Exercise instructions »
Taking the entries below from the top, restate each line exactly and end with the line containing "use crate::store::AtomicStore;".

### Excerpted records ###

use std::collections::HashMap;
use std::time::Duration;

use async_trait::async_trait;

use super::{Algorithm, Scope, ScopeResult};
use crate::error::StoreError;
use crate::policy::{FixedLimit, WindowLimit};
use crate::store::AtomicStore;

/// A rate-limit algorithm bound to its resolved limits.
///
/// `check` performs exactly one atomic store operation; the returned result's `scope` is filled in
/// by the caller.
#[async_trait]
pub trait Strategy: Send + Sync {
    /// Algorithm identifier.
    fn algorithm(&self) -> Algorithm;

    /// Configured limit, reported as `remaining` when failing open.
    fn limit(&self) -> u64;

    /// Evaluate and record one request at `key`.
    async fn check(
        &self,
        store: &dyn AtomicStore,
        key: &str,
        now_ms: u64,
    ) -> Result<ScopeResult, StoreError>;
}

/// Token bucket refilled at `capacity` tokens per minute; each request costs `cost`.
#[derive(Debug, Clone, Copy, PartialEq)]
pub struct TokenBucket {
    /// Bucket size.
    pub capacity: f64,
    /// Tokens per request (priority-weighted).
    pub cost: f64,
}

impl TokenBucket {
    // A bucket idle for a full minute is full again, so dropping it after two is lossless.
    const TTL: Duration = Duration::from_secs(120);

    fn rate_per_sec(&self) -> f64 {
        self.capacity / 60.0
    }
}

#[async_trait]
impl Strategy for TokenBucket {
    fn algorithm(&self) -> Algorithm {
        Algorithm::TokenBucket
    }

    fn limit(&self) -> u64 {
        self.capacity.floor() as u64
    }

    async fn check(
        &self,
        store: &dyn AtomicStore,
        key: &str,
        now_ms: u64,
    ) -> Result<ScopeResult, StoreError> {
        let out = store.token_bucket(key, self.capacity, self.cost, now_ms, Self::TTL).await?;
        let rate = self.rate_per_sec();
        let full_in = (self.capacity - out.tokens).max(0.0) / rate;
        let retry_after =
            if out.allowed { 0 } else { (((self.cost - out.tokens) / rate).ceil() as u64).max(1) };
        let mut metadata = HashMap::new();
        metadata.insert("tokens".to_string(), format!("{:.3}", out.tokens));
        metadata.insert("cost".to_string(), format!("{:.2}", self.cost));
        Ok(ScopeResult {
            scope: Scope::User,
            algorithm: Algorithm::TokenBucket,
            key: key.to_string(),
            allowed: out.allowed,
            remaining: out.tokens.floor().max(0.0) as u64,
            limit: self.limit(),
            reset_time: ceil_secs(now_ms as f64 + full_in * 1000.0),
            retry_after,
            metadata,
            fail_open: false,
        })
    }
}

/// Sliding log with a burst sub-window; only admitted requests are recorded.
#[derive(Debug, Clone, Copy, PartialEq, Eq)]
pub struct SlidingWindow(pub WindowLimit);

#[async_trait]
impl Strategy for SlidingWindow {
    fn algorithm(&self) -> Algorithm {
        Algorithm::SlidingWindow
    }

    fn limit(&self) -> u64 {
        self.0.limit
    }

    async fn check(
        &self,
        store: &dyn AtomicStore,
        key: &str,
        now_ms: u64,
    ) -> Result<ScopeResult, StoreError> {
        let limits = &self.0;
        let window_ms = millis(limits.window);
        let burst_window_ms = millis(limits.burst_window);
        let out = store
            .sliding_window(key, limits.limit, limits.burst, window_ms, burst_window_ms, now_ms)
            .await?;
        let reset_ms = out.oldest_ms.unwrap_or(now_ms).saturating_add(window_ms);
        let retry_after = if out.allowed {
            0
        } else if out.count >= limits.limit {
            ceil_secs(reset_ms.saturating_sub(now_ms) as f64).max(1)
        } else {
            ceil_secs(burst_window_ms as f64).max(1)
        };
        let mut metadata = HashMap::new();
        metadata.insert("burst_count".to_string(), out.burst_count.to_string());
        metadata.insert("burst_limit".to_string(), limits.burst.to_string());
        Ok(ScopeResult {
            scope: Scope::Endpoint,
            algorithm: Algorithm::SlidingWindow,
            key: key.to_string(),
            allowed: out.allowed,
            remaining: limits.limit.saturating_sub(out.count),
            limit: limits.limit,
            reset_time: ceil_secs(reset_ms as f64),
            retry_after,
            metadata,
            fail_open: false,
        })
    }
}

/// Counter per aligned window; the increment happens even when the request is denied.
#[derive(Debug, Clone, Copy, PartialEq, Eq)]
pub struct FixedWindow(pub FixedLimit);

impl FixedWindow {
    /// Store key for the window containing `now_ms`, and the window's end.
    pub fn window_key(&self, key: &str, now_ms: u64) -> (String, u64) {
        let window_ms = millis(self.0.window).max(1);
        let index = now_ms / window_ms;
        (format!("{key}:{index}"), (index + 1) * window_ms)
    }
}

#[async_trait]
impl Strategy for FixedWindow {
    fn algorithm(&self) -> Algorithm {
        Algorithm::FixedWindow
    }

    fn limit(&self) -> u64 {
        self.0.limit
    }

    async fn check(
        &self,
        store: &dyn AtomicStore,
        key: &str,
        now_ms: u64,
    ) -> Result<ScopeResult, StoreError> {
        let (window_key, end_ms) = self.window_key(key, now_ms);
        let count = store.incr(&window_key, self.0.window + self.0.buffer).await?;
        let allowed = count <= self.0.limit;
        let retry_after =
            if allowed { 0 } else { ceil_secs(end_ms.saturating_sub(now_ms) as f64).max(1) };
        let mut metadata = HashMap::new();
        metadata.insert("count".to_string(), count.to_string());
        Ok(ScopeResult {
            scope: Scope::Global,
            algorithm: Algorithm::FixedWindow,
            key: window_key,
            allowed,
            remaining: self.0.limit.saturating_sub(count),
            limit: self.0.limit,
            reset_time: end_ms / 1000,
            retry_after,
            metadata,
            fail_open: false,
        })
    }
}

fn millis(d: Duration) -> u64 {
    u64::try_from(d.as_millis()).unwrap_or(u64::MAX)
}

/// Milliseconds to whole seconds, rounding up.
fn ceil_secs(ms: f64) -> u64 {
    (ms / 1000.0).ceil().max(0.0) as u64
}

###

Response to this task »
use std::collections::HashMap;
use std::time::Duration;

use async_trait::async_trait;

use super::{Algorithm, Scope, ScopeResult};
use crate::error::StoreError;
use crate::policy::{FixedLimit, WindowLimit};
use crate::store::AtomicStore;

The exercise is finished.